Killer bees attack people.
I’m not exactly too fond of bees or small flying buzzing things. Back then, you couldn’t convince me to star in this picture. True, the bees had their stingers removed (or most of them anyway) but that wouldn’t be enough.
I’m not a big fan with the editing style found in today’s action/disaster films. Sure, you can communicate the intensity of the situation by cutting quickly to different parts of the scene or even have the camera shake for realism. In exchange, the viewer cannot register those half second edits in the same time that they’re on screen. By the time they do, several edits will have passed and it’s a game of catch up. Here, there’s none of that, but that’s not necessarily a good thing. Yes, you can see the bees attack in slow motion and that works for those scenes.
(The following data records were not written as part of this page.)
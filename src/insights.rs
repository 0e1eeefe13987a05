// src/insights.rs
//! Aggregates shown on the dashboards, computed from fetched records only.

use serde::Serialize;
use std::collections::HashSet;

use crate::types::{Application, ApplicationStatus, Candidate, Score};
use crate::utils::{is_filled, split_comma_list};

pub const ANALYTICS_SKILL_LIMIT: usize = 8;

/// Share of filled candidate fields, 0-100. The id counts as a field.
pub fn profile_completeness(candidate: &Candidate) -> u8 {
    let text = candidate.text_fields();
    let total = text.len() + 1;
    let filled = text.iter().filter(|value| is_filled(value)).count()
        + usize::from(candidate.candidate_id != 0);

    ((filled as f64 / total as f64) * 100.0).round() as u8
}

#[derive(Debug, Clone, Default, PartialEq, Eq, Serialize)]
pub struct ApplicationStats {
    pub total: usize,
    pub pending: usize,
    pub reviewing: usize,
    pub interview: usize,
    pub rejected: usize,
    pub offered: usize,
}

impl ApplicationStats {
    pub fn from_applications(applications: &[Application]) -> Self {
        let mut stats = ApplicationStats {
            total: applications.len(),
            ..Default::default()
        };
        for application in applications {
            match application.status {
                ApplicationStatus::Pending => stats.pending += 1,
                ApplicationStatus::Reviewing => stats.reviewing += 1,
                ApplicationStatus::Interview => stats.interview += 1,
                ApplicationStatus::Rejected => stats.rejected += 1,
                ApplicationStatus::Offered => stats.offered += 1,
                ApplicationStatus::Other(_) => {}
            }
        }
        stats
    }
}

/// Eligibility scores bucketed the way the analytics chart groups them.
#[derive(Debug, Clone, Default, PartialEq, Eq, Serialize)]
pub struct ScoreDistribution {
    pub from_90: usize,
    pub from_80: usize,
    pub from_70: usize,
    pub from_60: usize,
    pub below_60: usize,
}

impl ScoreDistribution {
    pub fn from_scores(scores: impl IntoIterator<Item = f64>) -> Self {
        let mut dist = ScoreDistribution::default();
        for score in scores {
            match score {
                s if s >= 90.0 => dist.from_90 += 1,
                s if s >= 80.0 => dist.from_80 += 1,
                s if s >= 70.0 => dist.from_70 += 1,
                s if s >= 60.0 => dist.from_60 += 1,
                _ => dist.below_60 += 1,
            }
        }
        dist
    }

    /// (label, count) pairs in chart order.
    pub fn buckets(&self) -> [(&'static str, usize); 5] {
        [
            ("90-100%", self.from_90),
            ("80-89%", self.from_80),
            ("70-79%", self.from_70),
            ("60-69%", self.from_60),
            ("Below 60%", self.below_60),
        ]
    }
}

/// Mean sub-scores across a candidate's matches.
#[derive(Debug, Clone, Default, PartialEq, Serialize)]
pub struct SubScoreAverages {
    pub skill: f64,
    pub education: f64,
    pub project_relevance: f64,
    pub experience: f64,
    pub eligibility: f64,
}

pub fn average_sub_scores(matches: &[Score]) -> Option<SubScoreAverages> {
    if matches.is_empty() {
        return None;
    }
    let n = matches.len() as f64;
    let mean = |f: fn(&Score) -> f64| matches.iter().map(f).sum::<f64>() / n;

    Some(SubScoreAverages {
        skill: mean(|m| m.skill_score),
        education: mean(|m| m.education_score),
        project_relevance: mean(|m| m.project_relevance_score),
        experience: mean(|m| m.experience_score),
        eligibility: mean(|m| m.eligibility_score),
    })
}

/// Skills column as a list: comma separated, trimmed, empties dropped.
pub fn split_skills(text: &str) -> Vec<String> {
    split_comma_list(text)
}

/// The candidate's skills followed by those the matched jobs require,
/// first occurrence wins, capped at `limit`.
pub fn skill_universe(candidate: &Candidate, matches: &[Score], limit: usize) -> Vec<String> {
    let job_skills = matches
        .iter()
        .filter_map(|m| m.required_skills.as_deref())
        .flat_map(split_skills);

    let mut seen = HashSet::new();
    split_skills(&candidate.skills)
        .into_iter()
        .chain(job_skills)
        .filter(|skill| seen.insert(skill.clone()))
        .take(limit)
        .collect()
}

/// Required skills of the matched jobs the candidate does not list,
/// compared case-insensitively.
pub fn missing_skills(candidate: &Candidate, matches: &[Score]) -> Vec<String> {
    let have: HashSet<String> = split_skills(&candidate.skills)
        .into_iter()
        .map(|s| s.to_lowercase())
        .collect();

    let mut seen = HashSet::new();
    matches
        .iter()
        .filter_map(|m| m.required_skills.as_deref())
        .flat_map(split_skills)
        .filter(|skill| {
            let key = skill.to_lowercase();
            !have.contains(&key) && seen.insert(key)
        })
        .collect()
}

#[cfg(test)]
mod tests {
    use super::*;

    fn candidate(skills: &str) -> Candidate {
        Candidate {
            candidate_id: 4,
            name: "Ada".into(),
            email: "ada@example.com".into(),
            phone: "None".into(),
            linkedin: String::new(),
            skills: skills.into(),
            qualifications: "BSc".into(),
            projects: "None".into(),
            experience: "3 years".into(),
        }
    }

    fn scored(eligibility: f64, skills: &str) -> Score {
        Score {
            eligibility_score: eligibility,
            skill_score: eligibility / 2.0,
            required_skills: Some(skills.into()),
            ..Default::default()
        }
    }

    #[test]
    fn test_profile_completeness() {
        // id, name, email, skills, qualifications, experience are filled: 6 of 9
        assert_eq!(profile_completeness(&candidate("Rust")), 67);

        let empty = Candidate::default();
        assert_eq!(profile_completeness(&empty), 0);
    }

    #[test]
    fn test_application_stats() {
        let apps: Vec<Application> = ["Pending", "Pending", "Interview", "Offered", "Archived"]
            .iter()
            .enumerate()
            .map(|(i, status)| Application {
                application_id: i as i64,
                candidate_id: 1,
                job_id: 1,
                application_date: String::new(),
                status: ApplicationStatus::from(*status),
                job_title: None,
                company: None,
                location: None,
                candidate_name: None,
            })
            .collect();

        let stats = ApplicationStats::from_applications(&apps);
        assert_eq!(stats.total, 5);
        assert_eq!(stats.pending, 2);
        assert_eq!(stats.interview, 1);
        assert_eq!(stats.offered, 1);
        assert_eq!(stats.rejected, 0);
    }

    #[test]
    fn test_score_distribution() {
        let dist = ScoreDistribution::from_scores([95.0, 90.0, 89.9, 75.0, 60.0, 59.9, 10.0]);
        assert_eq!(
            dist.buckets(),
            [
                ("90-100%", 2),
                ("80-89%", 1),
                ("70-79%", 1),
                ("60-69%", 1),
                ("Below 60%", 2)
            ]
        );
    }

    #[test]
    fn test_average_sub_scores() {
        assert!(average_sub_scores(&[]).is_none());
        let avg = average_sub_scores(&[scored(80.0, ""), scored(60.0, "")]).unwrap();
        assert_eq!(avg.eligibility, 70.0);
        assert_eq!(avg.skill, 35.0);
    }

    #[test]
    fn test_skill_universe_and_gaps() {
        let me = candidate("Rust, SQL");
        let matches = vec![scored(90.0, "Rust, Docker"), scored(70.0, "sql, Kubernetes, Docker")];

        assert_eq!(
            skill_universe(&me, &matches, ANALYTICS_SKILL_LIMIT),
            vec!["Rust", "SQL", "Docker", "sql", "Kubernetes"]
        );
        assert_eq!(skill_universe(&me, &matches, 3), vec!["Rust", "SQL", "Docker"]);
        assert_eq!(missing_skills(&me, &matches), vec!["Docker", "Kubernetes"]);
        assert_eq!(split_skills("a, b,,c"), vec!["a", "b", "c"]);
    }
}
// src/video/daily.rs
use anyhow::{Context, Result};
use reqwest::Client;
use serde::{Deserialize, Serialize};
use std::time::Duration;
use tracing::{error, info};

use super::VideoRoom;

#[derive(Debug, Clone, Default)]
pub struct CreateRoomOptions {
    /// Defaults to `interview-<unix millis>`.
    pub name: Option<String>,
    pub expires_in_minutes: Option<u32>,
    pub properties: RoomProperties,
}

#[derive(Debug, Clone, PartialEq, Eq, Serialize)]
pub struct RoomProperties {
    pub start_audio_off: bool,
    pub start_video_off: bool,
    pub enable_chat: bool,
    pub enable_screenshare: bool,
    pub enable_recording: bool,
}

impl Default for RoomProperties {
    fn default() -> Self {
        Self {
            start_audio_off: false,
            start_video_off: false,
            enable_chat: true,
            enable_screenshare: true,
            enable_recording: false,
        }
    }
}

#[derive(Debug, Serialize)]
struct CreateRoomRequest<'a> {
    name: &'a str,
    properties: RequestProperties<'a>,
}

#[derive(Debug, Serialize)]
struct RequestProperties<'a> {
    #[serde(skip_serializing_if = "Option::is_none")]
    exp: Option<i64>,
    #[serde(flatten)]
    flags: &'a RoomProperties,
}

#[derive(Debug, Deserialize)]
struct CreateRoomResponse {
    url: String,
    name: String,
}

/// Flags for the embedded Daily frame.
#[derive(Debug, Clone, PartialEq, Eq, Serialize)]
#[serde(rename_all = "camelCase")]
pub struct DailyIframeProps {
    pub url: String,
    pub show_leave_button: bool,
    pub show_fullscreen_button: bool,
    pub show_local_video: bool,
    pub show_participants_bar: bool,
}

pub struct DailyClient {
    client: Client,
    api_key: Option<String>,
    base_url: String,
}

impl DailyClient {
    /// `timeout` of `None` means requests never time out.
    pub fn new(api_key: Option<String>, base_url: String, timeout: Option<Duration>) -> Result<Self> {
        let mut builder = Client::builder();
        if let Some(timeout) = timeout {
            builder = builder.timeout(timeout);
        }
        let client = builder.build().context("Failed to create HTTP client")?;

        Ok(Self {
            client,
            api_key,
            base_url,
        })
    }

    /// One POST to the rooms endpoint; the room URL comes back from Daily.
    pub async fn create_room(&self, options: CreateRoomOptions) -> Result<VideoRoom> {
        self.request_room(options)
            .await
            .context("Failed to create video room")
    }

    async fn request_room(&self, options: CreateRoomOptions) -> Result<VideoRoom> {
        let api_key = self
            .api_key
            .as_deref()
            .ok_or_else(|| anyhow::anyhow!("Daily.co API key is not configured"))?;

        let now = chrono::Utc::now();
        let name = options
            .name
            .unwrap_or_else(|| format!("interview-{}", now.timestamp_millis()));
        let exp = expiry(now.timestamp(), options.expires_in_minutes);

        let request = CreateRoomRequest {
            name: &name,
            properties: RequestProperties {
                exp,
                flags: &options.properties,
            },
        };

        let url = format!("{}/rooms", self.base_url.trim_end_matches('/'));
        info!("Creating Daily.co room {} via {}", name, url);

        let response = self
            .client
            .post(&url)
            .bearer_auth(api_key)
            .json(&request)
            .send()
            .await
            .context("Failed to send request to Daily.co")?;

        if !response.status().is_success() {
            let status = response.status();
            let error_text = response.text().await.unwrap_or_default();
            error!("Daily.co error {}: {}", status, error_text);
            anyhow::bail!("Daily.co returned error {}: {}", status, error_text);
        }

        let room: CreateRoomResponse = response
            .json()
            .await
            .context("Failed to parse Daily.co response")?;

        Ok(VideoRoom {
            url: room.url,
            room_name: room.name,
        })
    }
}

/// Unix expiry for the room; zero minutes means no expiry.
fn expiry(now: i64, expires_in_minutes: Option<u32>) -> Option<i64> {
    expires_in_minutes
        .filter(|minutes| *minutes > 0)
        .map(|minutes| now + i64::from(minutes) * 60)
}

pub fn iframe_props(url: &str) -> DailyIframeProps {
    DailyIframeProps {
        url: url.to_string(),
        show_leave_button: true,
        show_fullscreen_button: true,
        show_local_video: true,
        show_participants_bar: true,
    }
}

#[cfg(test)]
mod tests {
    use super::*;

    #[test]
    fn test_request_body_defaults() {
        let props = RoomProperties::default();
        let request = CreateRoomRequest {
            name: "interview-1",
            properties: RequestProperties {
                exp: None,
                flags: &props,
            },
        };

        assert_eq!(
            serde_json::to_value(&request).unwrap(),
            serde_json::json!({
                "name": "interview-1",
                "properties": {
                    "start_audio_off": false,
                    "start_video_off": false,
                    "enable_chat": true,
                    "enable_screenshare": true,
                    "enable_recording": false
                }
            })
        );
    }

    #[test]
    fn test_expiry() {
        assert_eq!(expiry(1_000, None), None);
        assert_eq!(expiry(1_000, Some(0)), None);
        assert_eq!(expiry(1_000, Some(60)), Some(4_600));
    }

    #[tokio::test]
    async fn test_missing_api_key() {
        let client = DailyClient::new(None, "https://api.daily.co/v1".into(), None).unwrap();
        let err = client
            .create_room(CreateRoomOptions::default())
            .await
            .unwrap_err();

        assert_eq!(err.to_string(), "Failed to create video room");
        assert!(format!("{:#}", err).contains("Daily.co API key is not configured"));
    }

    #[test]
    fn test_iframe_props() {
        let props = iframe_props("https://team.daily.co/interview-1");
        assert!(props.show_leave_button && props.show_participants_bar);
        assert_eq!(
            serde_json::to_value(&props).unwrap()["showFullscreenButton"],
            true
        );
    }
}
But when we see people hold conversations, there are few, if any, close-up reaction shots of characters in relation to the conversation’s content. It’s all so distant that it’s hard to emote with any of them.
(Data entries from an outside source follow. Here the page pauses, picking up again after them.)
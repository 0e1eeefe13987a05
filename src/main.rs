use anyhow::{Context, Result};
use clap::Parser;
use std::fs::OpenOptions;
use std::sync::Mutex;
use talentmatch::cli::{run, Cli};
use talentmatch::ConfigManager;

use tracing_subscriber::layer::SubscriberExt;
use tracing_subscriber::util::SubscriberInitExt;
use tracing_subscriber::{fmt, EnvFilter};

#[tokio::main]
async fn main() -> Result<()> {
    let cli = Cli::parse();
    let config = ConfigManager::load()?.with_api_url(cli.api_url.clone());

    // JSON log file when configured, readable stderr output always
    let file_layer = match &config.log_file {
        Some(path) => {
            let file = OpenOptions::new()
                .create(true)
                .append(true)
                .open(path)
                .with_context(|| format!("Failed to open log file: {}", path.display()))?;
            Some(
                fmt::layer()
                    .json()
                    .with_writer(Mutex::new(file))
                    .with_current_span(false)
                    .with_span_list(false),
            )
        }
        None => None,
    };

    let filter = EnvFilter::try_from_default_env()
        .unwrap_or_else(|_| EnvFilter::new("talentmatch=info"));

    tracing_subscriber::registry()
        .with(filter)
        .with(file_layer)
        .with(
            fmt::layer()
                .with_writer(std::io::stderr)
                .with_target(false),
        )
        .init();

    config.log_summary();

    run(cli, config).await
}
There are some subplots with the town’s residents but they never are resolved as they die by being stung to death or in a fiery train wreck. I never expected them to go anywhere however it’s a poor resolution. Yes, this happens with any drama you can think of but it can be done well. Here, it’s not. There is not enough time to care about them and when that happens, those eight words (nine if you separate the contraction) pop into my head: “I don’t care what happens to these people.”
There are some things still left unexplained. How exactly did Crane know about this? What scientist would perform experiments on their own antidote on themselves without ANY prior testing? How exactly did they get to their final solution? We had no clue, no set-up that the final solution would be the “be all, end all” so why bother? Probably because they had ten minutes left from the 156 running time and something had to happen.
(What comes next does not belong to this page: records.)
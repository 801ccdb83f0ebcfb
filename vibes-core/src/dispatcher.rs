//! Dispatcher: contexto de vibração
//!
//! Dono do backend de plataforma, do snapshot de capacidades e dos handles de
//! vibrador. Cada operação devolve `bool`: se a chamada pôde ser emitida, não
//! se o motor de fato se moveu.
//!
//! ## Protocolo por operação
//!
//! 1. cancelar antes, se pedido; cancelamento falho aborta sem tocar nada
//! 2. abaixo da API de efeitos, chamadas legadas (`vibrate_for`, `vibrate_pattern`)
//! 3. construção do efeito; falha devolve `false` sem chamar o backend
//! 4. envio ao vibrador padrão, com atributos quando suportados

use crate::attributes::VibrationAttributes;
use crate::backend::{PlatformBackend, VibratorHandle};
use crate::capability::{self, DeviceCapabilities};
use crate::combined::CombinedVibration;
use crate::config::VibesConfig;
use crate::effect::{self, EffectBuilder, EffectDescriptor, NO_REPEAT};
use crate::error::{BackendResult, BuildFailure};
use crate::logging::VibesLog;
use crate::pattern;
use crate::report::{SupportReport, VibratorInfo};
use crate::types::{
    api, Amplitude, FeatureId, Gesture, HapticFeedback, HapticFeedbackFlag, ImpactStyle,
    NotificationStyle, PredefinedEffect, Primitive, SupportVerdict, Usage,
};

// ═══════════════════════════════════════════════════════════════════════════════
// GESTOS
// ═══════════════════════════════════════════════════════════════════════════════

/// Degrau de uma cadeia de fallback
#[derive(Debug, Clone, Copy, PartialEq)]
pub enum GestureRung {
    /// Gesto tocado pela própria plataforma (iOS)
    Native,
    Predefined(PredefinedEffect),
    Haptic(HapticFeedback),
    Composition(&'static [Primitive]),
    Duration(u64),
    /// Padrão off/on
    Pattern(&'static [u64]),
}

const POP: &[GestureRung] = &[
    GestureRung::Native,
    GestureRung::Predefined(PredefinedEffect::Tick),
    GestureRung::Haptic(HapticFeedback::KeyboardTap),
    GestureRung::Duration(50),
];

const PEEK: &[GestureRung] = &[
    GestureRung::Native,
    GestureRung::Predefined(PredefinedEffect::Click),
    GestureRung::Haptic(HapticFeedback::Confirm),
    GestureRung::Duration(100),
];

const NOPE: &[GestureRung] = &[
    GestureRung::Native,
    GestureRung::Composition(&[Primitive::LowTick, Primitive::LowTick, Primitive::LowTick]),
    GestureRung::Pattern(&[0, 50, 100, 50, 100, 50]),
];

impl Gesture {
    /// Degraus em ordem de preferência
    pub fn rungs(self) -> &'static [GestureRung] {
        match self {
            Gesture::Pop => POP,
            Gesture::Peek => PEEK,
            Gesture::Nope => NOPE,
        }
    }
}

// ═══════════════════════════════════════════════════════════════════════════════
// CONTEXTO
// ═══════════════════════════════════════════════════════════════════════════════

#[derive(Debug)]
struct Ready {
    caps: DeviceCapabilities,
    vibrators: Vec<VibratorHandle>,
    haptic_status: SupportVerdict,
}

#[derive(Debug)]
enum VibesState {
    Uninitialized,
    Ready(Ready),
}

/// Contexto de vibração
///
/// Deve ser usado a partir da thread designada pela plataforma.
#[derive(Debug)]
pub struct Vibes {
    platform: Box<dyn PlatformBackend>,
    config: VibesConfig,
    log: VibesLog,
    state: VibesState,
}
//! `navigator.vibrate` real (feature `wasm`)

use js_sys::{Array, Reflect};
use wasm_bindgen::JsValue;

use crate::api::VibrateApi;

/// Navegador da janela atual
///
/// Não guarda o `Navigator`: valores JS não atravessam threads, então cada
/// chamada busca `window().navigator()` de novo.
#[derive(Debug, Clone, Copy, Default)]
pub struct BrowserNavigator;

impl BrowserNavigator {
    pub fn new() -> Self {
        Self
    }

    fn navigator() -> Option<web_sys::Navigator> {
        web_sys::window().map(|window| window.navigator())
    }
}

impl VibrateApi for BrowserNavigator {
    fn is_available(&self) -> bool {
        Self::navigator().is_some_and(|navigator| {
            Reflect::has(&navigator, &JsValue::from_str("vibrate")).unwrap_or(false)
        })
    }

    fn vibrate_ms(&self, duration_ms: u32) -> bool {
        Self::navigator().is_some_and(|navigator| navigator.vibrate_with_duration(duration_ms))
    }

    fn vibrate_pattern(&self, pattern: &[u32]) -> bool {
        let Some(navigator) = Self::navigator() else {
            return false;
        };
        let values: Array = pattern.iter().map(|&ms| JsValue::from(ms)).collect();
        navigator.vibrate_with_pattern(&values)
    }
}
Speaking of running time, the print I watched was the extended unrated cut. The original PG cut is only 116 minutes. Thing is, the extended version is the only one available for home media. Why not release the original?
Considered one of the disasters of 1978 (as in “failure” not “from the disaster genre”), I guess it’s no wonder it bombed at the box office. Even then, it’s in consideration for a remake; hopefully it’ll be better crafted. If you do watch it, do so with friends; it’s more fun that way.